** Opening Dataset block **
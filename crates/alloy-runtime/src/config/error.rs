//! Configuration error types.

use std::path::PathBuf;
use thiserror::Error;

/// Errors that can occur during configuration loading and validation.
#[derive(Error, Debug)]
pub enum ConfigError {
    /// File not found at the specified path.
    #[error("configuration file not found: {0}")]
    FileNotFound(PathBuf),

    /// Failed to read the configuration file.
    #[error("failed to read configuration file: {0}")]
    ReadError(#[from] std::io::Error),

    /// YAML parsing error.
    #[error("failed to parse YAML configuration: {0}")]
    ParseError(#[from] serde_yaml::Error),

    /// Invalid configuration value.
    #[error("invalid configuration: {message}")]
    ValidationError {
        /// Human-readable description of the failed rule.
        message: String,
    },
}

impl ConfigError {
    /// Creates a validation error with the given message.
    pub fn validation(message: impl Into<String>) -> Self {
        Self::ValidationError {
            message: message.into(),
        }
    }
}

/// Result type for configuration operations.
pub type ConfigResult<T> = Result<T, ConfigError>;
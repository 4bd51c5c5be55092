//! Alloy Runtime — the disk-backed half of the Alloy plugin runtime.
//!
//! This crate provides:
//! - Path policy for per-plugin state on disk (`paths`)
//! - The cache+disk State Store (`store`)
//! - One-hop channel inheritance resolution (`resolver`)
//! - Epic-scoped event replay and forking (`replay`)
//! - Atomic (temp-file + rename) writes (`atomic`)
//! - Configuration loading and validation (`config`)
//! - Logging initialization (`logging`)
//!
//! It has no knowledge of context injection, tool dispatch, or plugin
//! registration — those live in `alloy-framework`, which depends on this
//! crate for persistence.
//!
//! ```ignore
//! use alloy_runtime::{config::load_config, store::StateStore};
//!
//! #[tokio::main]
//! async fn main() -> anyhow::Result<()> {
//!     let config = load_config()?;
//!     alloy_runtime::logging::init_from_config(&config.logging);
//!
//!     let store = StateStore::new(config.cache_dir.clone());
//!     // ... hand `store` to a ContextFactory in alloy-framework
//!     Ok(())
//! }
//! ```

pub mod atomic;
pub mod config;
pub mod error;
pub mod logging;
pub mod paths;
pub mod replay;
pub mod resolver;
pub mod store;

pub use config::{AlloyRuntimeConfig, ConfigError, ConfigLoader, ConfigResult};
pub use error::{RuntimeError, RuntimeResult};
pub use logging::{LoggingBuilder, SpanEvents};
pub use store::StateStore;

// Re-export tracing for use by other crates
pub use tracing;
pub use tracing_subscriber;

/// Prelude module for convenient imports.
pub mod prelude {
    pub use tracing::{Level, debug, error, info, instrument, span, trace, warn};
}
** Closing Dataset block **
Give the number of lines in the entries above that include the string "atomic". Write nothing but that number.

2